> [ASSIGNMENT]:
The answer must be one number: how many lines of the records contain "Build".

Stored items:
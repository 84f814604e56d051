//! STOMP 1.2 over WebSocket.
//!
//! `open` spawns a session task and returns at once. The task performs the
//! WebSocket upgrade, sends `CONNECT` with the request headers, and from then
//! on multiplexes inbound frames, subscribe/disconnect commands and
//! heart-beats in one `select!` loop, reporting through [`TransportEvents`].

use crate::error::{WsError, WsResult};
use crate::frame::{StompCommand, StompFrame};
use crate::heartbeat::{negotiate, parse_header, HeartbeatMonitor};
use crate::transport::{
    FailureKind, OpenRequest, Transport, TransportEvent, TransportEvents, TransportFactory,
    TransportFailure,
};
use futures_util::{SinkExt, StreamExt};
use tokio::net::TcpStream;
use tokio::sync::mpsc;
use tokio::task::JoinHandle;
use tokio_tungstenite::tungstenite::{self, Message};
use tokio_tungstenite::{connect_async_tls_with_config, MaybeTlsStream, WebSocketStream};
use tokio_util::sync::CancellationToken;
use tracing::{debug, error, info, warn};

type WsSink = futures_util::stream::SplitSink<WebSocketStream<MaybeTlsStream<TcpStream>>, Message>;

/// Opens [`StompTransport`]s.
#[derive(Debug, Clone, Default)]
pub struct StompTransportFactory;

impl StompTransportFactory {
    pub fn new() -> Self {
        Self
    }
}

impl TransportFactory for StompTransportFactory {
    fn open(&self, request: OpenRequest, events: TransportEvents) -> WsResult<Box<dyn Transport>> {
        if !(request.url.starts_with("ws://") || request.url.starts_with("wss://")) {
            return Err(WsError::ConnectionFailed(format!(
                "unsupported URL scheme: {}",
                request.url
            )));
        }

        let (commands_tx, commands_rx) = mpsc::unbounded_channel();
        let cancel = CancellationToken::new();
        let session = Session {
            request,
            events,
            commands: commands_rx,
            cancel: cancel.clone(),
        };
        let task = tokio::spawn(session.run());

        Ok(Box::new(StompTransport {
            commands: commands_tx,
            cancel,
            task: Some(task),
            next_subscription: 0,
        }))
    }
}

#[derive(Debug)]
enum SessionCommand {
    Subscribe { id: String, destination: String },
    Disconnect,
}

/// Handle to a running STOMP session.
pub struct StompTransport {
    commands: mpsc::UnboundedSender<SessionCommand>,
    cancel: CancellationToken,
    task: Option<JoinHandle<()>>,
    next_subscription: u64,
}

impl Transport for StompTransport {
    fn subscribe(&mut self, destination: &str) -> WsResult<()> {
        let id = format!("sub-{}", self.next_subscription);
        self.next_subscription += 1;
        self.commands
            .send(SessionCommand::Subscribe {
                id,
                destination: destination.to_string(),
            })
            .map_err(|_| WsError::SendFailed("session has ended".to_string()))
    }

    fn deactivate(&mut self) {
        // The session sends DISCONNECT itself if it is still up; the token
        // covers a session that is still in the handshake.
        let _ = self.commands.send(SessionCommand::Disconnect);
        self.cancel.cancel();
        self.task.take();
    }
}

impl Drop for StompTransport {
    fn drop(&mut self) {
        self.cancel.cancel();
    }
}

struct Session {
    request: OpenRequest,
    events: TransportEvents,
    commands: mpsc::UnboundedReceiver<SessionCommand>,
    cancel: CancellationToken,
}

impl Session {
    async fn run(mut self) {
        let epoch = self.events.epoch();
        match self.session().await {
            Ok(Some(reason)) => {
                info!(epoch, %reason, "STOMP session closed");
                self.events.emit(TransportEvent::Closed { reason });
            }
            Ok(None) => {
                debug!(epoch, "STOMP session deactivated");
            }
            Err(e) => {
                error!(epoch, error = %e, "STOMP session failed");
                let reason = e.to_string();
                self.events.emit(TransportEvent::Error(failure_from(e)));
                self.events.emit(TransportEvent::Closed { reason });
            }
        }
    }

    /// Returns `Ok(None)` when deactivated and `Ok(Some(reason))` when the
    /// peer ended the session.
    async fn session(&mut self) -> WsResult<Option<String>> {
        info!(url = %self.request.url, "Opening STOMP session");

        let connect = connect_async_tls_with_config(self.request.url.as_str(), None, true, None);
        let (ws_stream, _response) = tokio::select! {
            result = connect => result?,
            () = self.cancel.cancelled() => return Ok(None),
        };
        let (mut write, mut read) = ws_stream.split();

        let hb = self.request.heartbeat_ms;
        let mut connect_frame = StompFrame::new(StompCommand::Connect)
            .header("accept-version", "1.2")
            .header("host", host_of(&self.request.url))
            .header("heart-beat", format!("{hb},{hb}"));
        for (name, value) in &self.request.headers {
            connect_frame = connect_frame.header(name.as_str(), value.as_str());
        }
        write.send(Message::Text(connect_frame.encode())).await?;

        let mut heartbeat = HeartbeatMonitor::disabled();
        let mut ticker = heartbeat.ticker();

        loop {
            tokio::select! {
                () = self.cancel.cancelled() => {
                    send_disconnect(&mut write).await;
                    return Ok(None);
                }

                command = self.commands.recv() => {
                    match command {
                        Some(SessionCommand::Subscribe { id, destination }) => {
                            let frame = StompFrame::new(StompCommand::Subscribe)
                                .header("id", id.as_str())
                                .header("destination", destination.as_str())
                                .header("ack", "auto");
                            write.send(Message::Text(frame.encode())).await?;
                            heartbeat.record_sent();
                            debug!(%id, %destination, "SUBSCRIBE sent");
                        }
                        Some(SessionCommand::Disconnect) | None => {
                            send_disconnect(&mut write).await;
                            return Ok(None);
                        }
                    }
                }

                msg = read.next() => {
                    match msg {
                        Some(Ok(Message::Text(text))) => {
                            heartbeat.record_received();
                            if let Some(hb) = self.handle_text(&text)? {
                                ticker = hb.ticker();
                                heartbeat = hb;
                            }
                        }
                        Some(Ok(Message::Binary(data))) => {
                            heartbeat.record_received();
                            if let Some(hb) = self.handle_text(&String::from_utf8_lossy(&data))? {
                                ticker = hb.ticker();
                                heartbeat = hb;
                            }
                        }
                        Some(Ok(Message::Ping(data))) => {
                            heartbeat.record_received();
                            write.send(Message::Pong(data)).await?;
                        }
                        Some(Ok(Message::Close(frame))) => {
                            let (code, reason) = frame
                                .map(|f| (u16::from(f.code), f.reason.to_string()))
                                .unwrap_or((1000, "Normal close".to_string()));
                            warn!(code, %reason, "WebSocket closed by server");
                            return Ok(Some(format!("closed by server: code={code}, reason={reason}")));
                        }
                        Some(Err(e)) => return Err(e.into()),
                        None => return Ok(Some("stream ended".to_string())),
                        _ => {}
                    }
                }

                _ = ticker.tick() => {
                    if heartbeat.is_timed_out() {
                        return Err(WsError::HeartbeatTimeout);
                    }
                    if heartbeat.should_send_heartbeat() {
                        write.send(Message::Text("\n".to_string())).await?;
                        heartbeat.record_sent();
                    }
                }
            }
        }
    }

    /// Dispatch frames in one WebSocket message. Returns a new heart-beat
    /// monitor when `CONNECTED` negotiated one.
    fn handle_text(&self, text: &str) -> WsResult<Option<HeartbeatMonitor>> {
        let mut negotiated = None;
        for frame in StompFrame::decode_all(text)? {
            match frame.command {
                StompCommand::Connected => {
                    let hb = self.request.heartbeat_ms;
                    let server = parse_header(frame.get("heart-beat"));
                    let (send_ms, expect_ms) = negotiate((hb, hb), server);
                    info!(
                        version = frame.get("version").unwrap_or("1.0"),
                        send_ms,
                        expect_ms,
                        "STOMP connected"
                    );
                    negotiated = Some(HeartbeatMonitor::new(send_ms, expect_ms));
                    self.events.emit(TransportEvent::Connected);
                }
                StompCommand::Message => {
                    let destination = frame.get("destination").unwrap_or_default().to_string();
                    self.events.emit(TransportEvent::Message {
                        destination,
                        body: frame.body,
                    });
                }
                StompCommand::Error => {
                    let message = frame
                        .get("message")
                        .map(str::to_string)
                        .unwrap_or_else(|| frame.body.clone());
                    warn!(%message, "STOMP ERROR frame");
                    self.events.emit(TransportEvent::Error(TransportFailure::new(
                        FailureKind::Protocol,
                        message,
                    )));
                }
                StompCommand::Receipt => {
                    debug!(receipt = frame.get("receipt-id"), "STOMP receipt");
                }
                other => {
                    debug!(command = other.as_str(), "Ignoring client-side frame");
                }
            }
        }
        Ok(negotiated)
    }
}

async fn send_disconnect(write: &mut WsSink) {
    let frame = StompFrame::new(StompCommand::Disconnect);
    if let Err(e) = write.send(Message::Text(frame.encode())).await {
        debug!(error = %e, "Failed to send DISCONNECT");
    }
    if let Err(e) = write.send(Message::Close(None)).await {
        debug!(error = %e, "Failed to send Close frame");
    }
}

fn failure_from(error: WsError) -> TransportFailure {
    let kind = match &error {
        WsError::Tungstenite(tungstenite::Error::Http(_))
        | WsError::Tungstenite(tungstenite::Error::Url(_)) => FailureKind::Handshake,
        WsError::Tungstenite(tungstenite::Error::Io(_))
        | WsError::Tungstenite(tungstenite::Error::ConnectionClosed)
        | WsError::Tungstenite(tungstenite::Error::AlreadyClosed)
        | WsError::HeartbeatTimeout => FailureKind::Network,
        _ => FailureKind::Protocol,
    };
    let message = match error {
        WsError::Tungstenite(tungstenite::Error::Http(response)) => {
            format!("HTTP error: {}", response.status())
        }
        other => other.to_string(),
    };
    TransportFailure::new(kind, message)
}

/// `host[:port]` part of a WebSocket URL.
fn host_of(url: &str) -> &str {
    let rest = url.split_once("://").map_or(url, |(_, r)| r);
    rest.split(['/', '?']).next().unwrap_or(rest)
}

#[cfg(test)]
mod tests {
    use super::*;

    #[test]
    fn test_host_of() {
        assert_eq!(
            host_of("ws://localhost:8082/stock-updates/websocket"),
            "localhost:8082"
        );
        assert_eq!(host_of("wss://example.com?x=1"), "example.com");
        assert_eq!(host_of("ws://example.com"), "example.com");
    }

    #[test]
    fn test_failure_kind_mapping() {
        let f = failure_from(WsError::HeartbeatTimeout);
        assert_eq!(f.kind, FailureKind::Network);

        let f = failure_from(WsError::Frame("unknown command: X".to_string()));
        assert_eq!(f.kind, FailureKind::Protocol);
    }

    #[tokio::test]
    async fn test_rejects_non_websocket_url() {
        let (tx, _rx) = mpsc::unbounded_channel();
        let request = OpenRequest {
            url: "http://localhost:8082".to_string(),
            headers: Vec::new(),
            heartbeat_ms: 0,
        };
        let result = StompTransportFactory::new().open(request, TransportEvents::new(1, tx));
        assert!(matches!(result, Err(WsError::ConnectionFailed(_))));
    }
}
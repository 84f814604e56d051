//! Main application orchestration.
//!
//! One task owns the connection manager and applies engine events in the
//! order they were queued. Metrics are brought up to date after every event
//! and a performance line is logged on a fixed interval.

use crate::config::AppConfig;
use crate::error::AppResult;
use finstream_core::{Clock, SystemClock};
use finstream_feed::{SharedStore, StateStore};
use finstream_telemetry::Metrics;
use finstream_ws::{
    ConnectionHandle, ConnectionManager, ConnectionState, ConnectionStatus, CredentialProvider,
    EngineEvent, StompTransportFactory, TransportFactory,
};
use std::sync::Arc;
use std::time::Duration;
use tokio::sync::mpsc;
use tracing::{debug, info, warn};

/// Pushes store and connection counters into Prometheus as deltas.
#[derive(Debug, Default)]
pub struct MetricsSync {
    state: Option<ConnectionState>,
    retries_scheduled: u64,
    manual_reconnects: u64,
    parse_errors: u64,
    total_updates: u64,
    rejected_updates: u64,
    notifications: u64,
}

impl MetricsSync {
    pub fn sync(&mut self, status: &ConnectionStatus, store: &StateStore) {
        if self.state != Some(status.state) {
            Metrics::connection_state_set(status.state.as_str());
            if status.is_connected() {
                Metrics::ws_connected();
            } else {
                Metrics::ws_disconnected();
            }
            if status.state == ConnectionState::Reconnecting {
                self.manual_reconnects += 1;
                Metrics::reconnects_scheduled("manual", 1);
            }
            self.state = Some(status.state);
        }

        let retries = status.retries_scheduled.saturating_sub(self.retries_scheduled);
        if retries > 0 {
            Metrics::reconnects_scheduled("backoff", retries);
            self.retries_scheduled = status.retries_scheduled;
        }

        let parse_errors = status.parse_errors.saturating_sub(self.parse_errors);
        if parse_errors > 0 {
            Metrics::parse_errors(parse_errors);
            self.parse_errors = status.parse_errors;
        }

        let snapshot = store.performance_snapshot();
        let accepted = snapshot.total_updates.saturating_sub(self.total_updates);
        if accepted > 0 {
            Metrics::ticks_accepted(accepted);
            self.total_updates = snapshot.total_updates;
        }
        let rejected = snapshot.rejected_updates.saturating_sub(self.rejected_updates);
        if rejected > 0 {
            Metrics::ticks_rejected(rejected);
            self.rejected_updates = snapshot.rejected_updates;
        }
        Metrics::symbols_tracked(snapshot.symbol_count);
        Metrics::updates_per_second(snapshot.updates_per_second);

        // The buffer is newest first; the fresh ones are at the front. Any
        // already evicted are counted in the total but not by severity.
        let fresh = snapshot
            .notifications_received
            .saturating_sub(self.notifications);
        if fresh > 0 {
            let visible = usize::try_from(fresh).unwrap_or(usize::MAX);
            for record in store.notifications().take(visible) {
                Metrics::notification_received(record.severity.as_str());
            }
            self.notifications = snapshot.notifications_received;
        }
    }
}

/// Main application.
pub struct Application {
    config: AppConfig,
    store: SharedStore,
    manager: ConnectionManager,
    events: mpsc::UnboundedReceiver<EngineEvent>,
    metrics: MetricsSync,
}

impl Application {
    /// Build the application with the STOMP transport and the configured
    /// credential.
    pub fn new(config: AppConfig) -> AppResult<Self> {
        config.validate()?;
        let credentials = Arc::new(config.auth.credentials());
        Ok(Self::with_parts(
            config,
            credentials,
            Arc::new(StompTransportFactory::new()),
            Arc::new(SystemClock),
        ))
    }

    /// Build the application from explicit capabilities.
    pub fn with_parts(
        config: AppConfig,
        credentials: Arc<dyn CredentialProvider>,
        factory: Arc<dyn TransportFactory>,
        clock: Arc<dyn Clock>,
    ) -> Self {
        let store = StateStore::with_clock(config.store.clone(), clock).shared();
        let (manager, events) = ConnectionManager::new(
            config.connection.clone(),
            credentials,
            factory,
            store.clone(),
        );
        Self {
            config,
            store,
            manager,
            events,
            metrics: MetricsSync::default(),
        }
    }

    pub fn store(&self) -> SharedStore {
        self.store.clone()
    }

    pub fn handle(&self) -> ConnectionHandle {
        self.manager.handle()
    }

    pub fn status(&self) -> ConnectionStatus {
        self.manager.status()
    }

    /// Apply one engine event and refresh metrics.
    pub fn handle_event(&mut self, event: EngineEvent) {
        self.manager.handle_event(event);
        self.sync_metrics();
    }

    fn sync_metrics(&mut self) {
        let status = self.manager.status();
        let store = self.store.read();
        self.metrics.sync(&status, &store);
    }

    /// Log one performance line.
    pub fn log_performance(&self) {
        let snapshot = self.store.read().performance_snapshot();
        let status = self.manager.status();
        info!(
            state = %status.state,
            symbols = snapshot.symbol_count,
            total_updates = snapshot.total_updates,
            updates_per_second = format!("{:.2}", snapshot.updates_per_second),
            rejected = snapshot.rejected_updates,
            errors = snapshot.buffered_errors,
            last_update = ?snapshot.last_update,
            "Performance"
        );
    }

    /// Connect and process events until Ctrl-C.
    pub async fn run(mut self) -> AppResult<()> {
        info!(
            url = %self.config.connection.url,
            symbols = ?self.config.store.default_symbols,
            "Starting application"
        );

        self.manager.connect();
        self.sync_metrics();

        let period = Duration::from_secs(self.config.stats.interval_secs);
        let mut stats_interval =
            tokio::time::interval_at(tokio::time::Instant::now() + period, period);

        info!("Entering main event loop");
        loop {
            tokio::select! {
                Some(event) = self.events.recv() => {
                    self.handle_event(event);
                }

                _ = stats_interval.tick() => {
                    self.log_performance();
                }

                result = tokio::signal::ctrl_c() => {
                    if let Err(e) = result {
                        warn!(error = %e, "Failed to listen for shutdown signal");
                    }
                    info!("Shutdown signal received");
                    break;
                }
            }
        }

        self.manager.disconnect();
        self.sync_metrics();
        self.log_performance();
        debug!(metrics = %Metrics::render()?, "Final metrics");
        info!(
            notifications = self.metrics.notifications,
            manual_reconnects = self.metrics.manual_reconnects,
            "Shut down"
        );
        Ok(())
    }
}
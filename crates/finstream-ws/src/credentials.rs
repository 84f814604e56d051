//! Credential capability.

use chrono::{DateTime, Utc};
use tracing::warn;

/// Supplies the bearer token used in connect headers.
#[cfg_attr(test, mockall::automock)]
pub trait CredentialProvider: Send + Sync {
    /// Current bearer token, if logged in.
    fn bearer_token(&self) -> Option<String>;

    /// Whether the current token is still valid.
    fn is_authenticated(&self) -> bool;

    /// Called when the transport rejected the credential. Refreshing it is
    /// up to the implementor.
    fn on_authentication_failed(&self) {}
}

/// A fixed token with an optional expiry.
#[derive(Debug, Clone, Default)]
pub struct StaticCredentials {
    token: Option<String>,
    expires_at: Option<DateTime<Utc>>,
}

impl StaticCredentials {
    pub fn new(token: impl Into<String>) -> Self {
        Self {
            token: Some(token.into()),
            expires_at: None,
        }
    }

    /// No token at all.
    pub fn anonymous() -> Self {
        Self::default()
    }

    pub fn with_expiry(mut self, expires_at: DateTime<Utc>) -> Self {
        self.expires_at = Some(expires_at);
        self
    }
}

impl CredentialProvider for StaticCredentials {
    fn bearer_token(&self) -> Option<String> {
        self.token.clone().filter(|t| !t.is_empty())
    }

    fn is_authenticated(&self) -> bool {
        self.bearer_token().is_some() && self.expires_at.map_or(true, |exp| Utc::now() < exp)
    }

    fn on_authentication_failed(&self) {
        warn!("Credential rejected by server; a new token is required");
    }
}
//! Live connection to the FinStream price service.
//!
//! Provides:
//! - `ConnectionManager`: lifecycle state machine with capped exponential
//!   backoff, driven by a single event queue
//! - `StompTransportFactory`: STOMP 1.2 over WebSocket with heart-beats
//! - `CredentialProvider`: bearer token source for connect headers

pub mod connection;
pub mod credentials;
pub mod error;
pub mod frame;
pub mod heartbeat;
pub mod stomp;
pub mod transport;

pub use connection::{
    backoff_delay, classify_failure, ConnectionCommand, ConnectionConfig, ConnectionHandle,
    ConnectionManager, ConnectionState, ConnectionStatus, EngineEvent,
};
pub use credentials::{CredentialProvider, StaticCredentials};
pub use error::{WsError, WsResult};
pub use frame::{StompCommand, StompFrame};
pub use heartbeat::HeartbeatMonitor;
pub use stomp::{StompTransport, StompTransportFactory};
pub use transport::{
    FailureKind, OpenRequest, Transport, TransportEvent, TransportEvents, TransportFactory,
    TransportFailure,
};

use std::sync::Once;

static INIT_CRYPTO: Once = Once::new();

/// Initialize the TLS crypto provider.
/// Must be called before any `wss://` connection is opened.
pub fn init_crypto() {
    INIT_CRYPTO.call_once(|| {
        let _ = rustls::crypto::ring::default_provider().install_default();
    });
}
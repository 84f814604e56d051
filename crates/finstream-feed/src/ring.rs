//! Fixed-capacity, newest-first history buffer.

use std::collections::VecDeque;

/// Keeps at most `capacity` entries, newest first. Pushing onto a full buffer
/// silently drops the oldest entry.
#[derive(Debug, Clone)]
pub struct RecentBuffer<T> {
    entries: VecDeque<T>,
    capacity: usize,
}

impl<T> RecentBuffer<T> {
    pub fn new(capacity: usize) -> Self {
        Self {
            entries: VecDeque::with_capacity(capacity),
            capacity,
        }
    }

    pub fn push(&mut self, entry: T) {
        if self.capacity == 0 {
            return;
        }
        self.entries.push_front(entry);
        self.entries.truncate(self.capacity);
    }

    /// Entries from newest to oldest.
    pub fn iter(&self) -> impl Iterator<Item = &T> {
        self.entries.iter()
    }

    pub fn newest(&self) -> Option<&T> {
        self.entries.front()
    }

    pub fn len(&self) -> usize {
        self.entries.len()
    }

    pub fn is_empty(&self) -> bool {
        self.entries.is_empty()
    }

    pub fn clear(&mut self) {
        self.entries.clear();
    }
}
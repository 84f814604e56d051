//! FinStream - Entry Point

use anyhow::Result;
use clap::Parser;
use tracing::info;

/// FinStream market data sync engine
#[derive(Parser, Debug)]
#[command(version, about, long_about = None)]
struct Args {
    /// Configuration file path (can also be set via FINSTREAM_CONFIG env var)
    #[arg(short, long)]
    config: Option<String>,
}

#[tokio::main]
async fn main() -> Result<()> {
    // Must happen before any wss:// connection
    finstream_ws::init_crypto();

    let args = Args::parse();

    finstream_telemetry::init_logging()?;

    info!("Starting FinStream v{}", env!("CARGO_PKG_VERSION"));

    let config = finstream_app::AppConfig::load(args.config)?;
    info!(
        url = %config.connection.url,
        max_reconnect_attempts = config.connection.max_reconnect_attempts,
        stats_interval_secs = config.stats.interval_secs,
        "Configuration loaded"
    );

    let app = finstream_app::Application::new(config)?;
    app.run().await?;

    Ok(())
}
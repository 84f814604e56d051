//! Transport capability used by the connection manager.
//!
//! A transport reports everything through [`TransportEvents`], which tags
//! each event with the epoch of the connect attempt that opened it. The
//! manager bumps its epoch on every connect and disconnect, so events from a
//! transport it has already abandoned are recognised and ignored.

use crate::connection::EngineEvent;
use crate::error::WsResult;
use tokio::sync::mpsc;

/// Failure category as seen by the transport.
#[derive(Debug, Clone, Copy, PartialEq, Eq)]
pub enum FailureKind {
    /// Upgrade or STOMP `CONNECT` rejected.
    Handshake,
    /// Server-reported protocol error.
    Protocol,
    /// Socket-level failure.
    Network,
}

/// A failure reported by a transport.
#[derive(Debug, Clone, PartialEq, Eq)]
pub struct TransportFailure {
    pub message: String,
    pub kind: FailureKind,
}

impl TransportFailure {
    pub fn new(kind: FailureKind, message: impl Into<String>) -> Self {
        Self {
            message: message.into(),
            kind,
        }
    }
}

/// Events a transport reports.
#[derive(Debug, Clone, PartialEq, Eq)]
pub enum TransportEvent {
    /// Session established; subscriptions may be issued.
    Connected,
    /// Frame on a subscribed destination.
    Message { destination: String, body: String },
    /// Failure. Usually followed by `Closed`.
    Error(TransportFailure),
    /// Session ended for any reason other than `deactivate`.
    Closed { reason: String },
}

/// Epoch-tagged sink for transport events.
#[derive(Debug, Clone)]
pub struct TransportEvents {
    epoch: u64,
    tx: mpsc::UnboundedSender<EngineEvent>,
}

impl TransportEvents {
    pub fn new(epoch: u64, tx: mpsc::UnboundedSender<EngineEvent>) -> Self {
        Self { epoch, tx }
    }

    pub fn epoch(&self) -> u64 {
        self.epoch
    }

    /// Returns false once the manager's queue is gone.
    pub fn emit(&self, event: TransportEvent) -> bool {
        self.tx
            .send(EngineEvent::Transport {
                epoch: self.epoch,
                event,
            })
            .is_ok()
    }
}

/// Parameters for opening a transport.
#[derive(Debug, Clone, PartialEq, Eq)]
pub struct OpenRequest {
    pub url: String,
    /// Connect headers, e.g. `Authorization: Bearer <token>`.
    pub headers: Vec<(String, String)>,
    /// Heart-beat interval offered in both directions (ms).
    pub heartbeat_ms: u64,
}

impl OpenRequest {
    pub fn header(&self, name: &str) -> Option<&str> {
        self.headers
            .iter()
            .find(|(n, _)| n.eq_ignore_ascii_case(name))
            .map(|(_, v)| v.as_str())
    }
}

/// An open transport session.
pub trait Transport: Send {
    /// Request a subscription to `destination`.
    fn subscribe(&mut self, destination: &str) -> WsResult<()>;

    /// Tear the session down. No `Closed` event follows.
    fn deactivate(&mut self);
}

/// Opens transports. Opening returns immediately; the outcome arrives as
/// events.
pub trait TransportFactory: Send + Sync {
    fn open(&self, request: OpenRequest, events: TransportEvents) -> WsResult<Box<dyn Transport>>;
}
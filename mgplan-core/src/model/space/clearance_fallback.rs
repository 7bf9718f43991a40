use std::sync::Arc;

use crate::model::unit::Cost;

use super::{Grasp, GraspId, SpaceInformation, StateSpace, StateSpaceError};

/// Substitutes binary validity costs for an oracle that cannot answer
/// clearance queries: a valid configuration costs 1, an invalid one is
/// infinite. Grasp management stays with the wrapped oracle.
pub struct BinaryCostFallback {
    inner: Arc<dyn StateSpace>,
}

impl BinaryCostFallback {
    pub fn new(inner: Arc<dyn StateSpace>) -> BinaryCostFallback {
        BinaryCostFallback { inner }
    }
}

impl StateSpace for BinaryCostFallback {
    fn space_information(&self) -> &SpaceInformation {
        self.inner.space_information()
    }

    fn distance(&self, a: &[f64], b: &[f64]) -> f64 {
        self.inner.distance(a, b)
    }

    fn is_valid(&self, config: &[f64]) -> bool {
        self.inner.is_valid(config)
    }

    fn is_valid_with_grasp(
        &self,
        config: &[f64],
        gid: GraspId,
        lock_grasp: bool,
    ) -> Result<bool, StateSpaceError> {
        self.inner.is_valid_with_grasp(config, gid, lock_grasp)
    }

    fn cost(&self, config: &[f64]) -> Cost {
        if self.inner.is_valid(config) {
            Cost::new(1.0)
        } else {
            Cost::INFINITY
        }
    }

    fn conditional_cost(&self, config: &[f64], gid: GraspId) -> Result<Cost, StateSpaceError> {
        if self.inner.is_valid_with_grasp(config, gid, true)? {
            Ok(Cost::new(1.0))
        } else {
            Ok(Cost::INFINITY)
        }
    }

    fn add_grasp(&mut self, grasp: Grasp) -> Result<(), StateSpaceError> {
        Err(StateSpaceError::UnsupportedOperation(format!(
            "grasp {} must be registered with the wrapped state space before planning",
            grasp.gid
        )))
    }

    fn remove_grasp(&mut self, gid: GraspId) -> Result<(), StateSpaceError> {
        Err(StateSpaceError::UnsupportedOperation(format!(
            "grasp {} must be removed through the wrapped state space",
            gid
        )))
    }
}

> [OUTPUT]:
2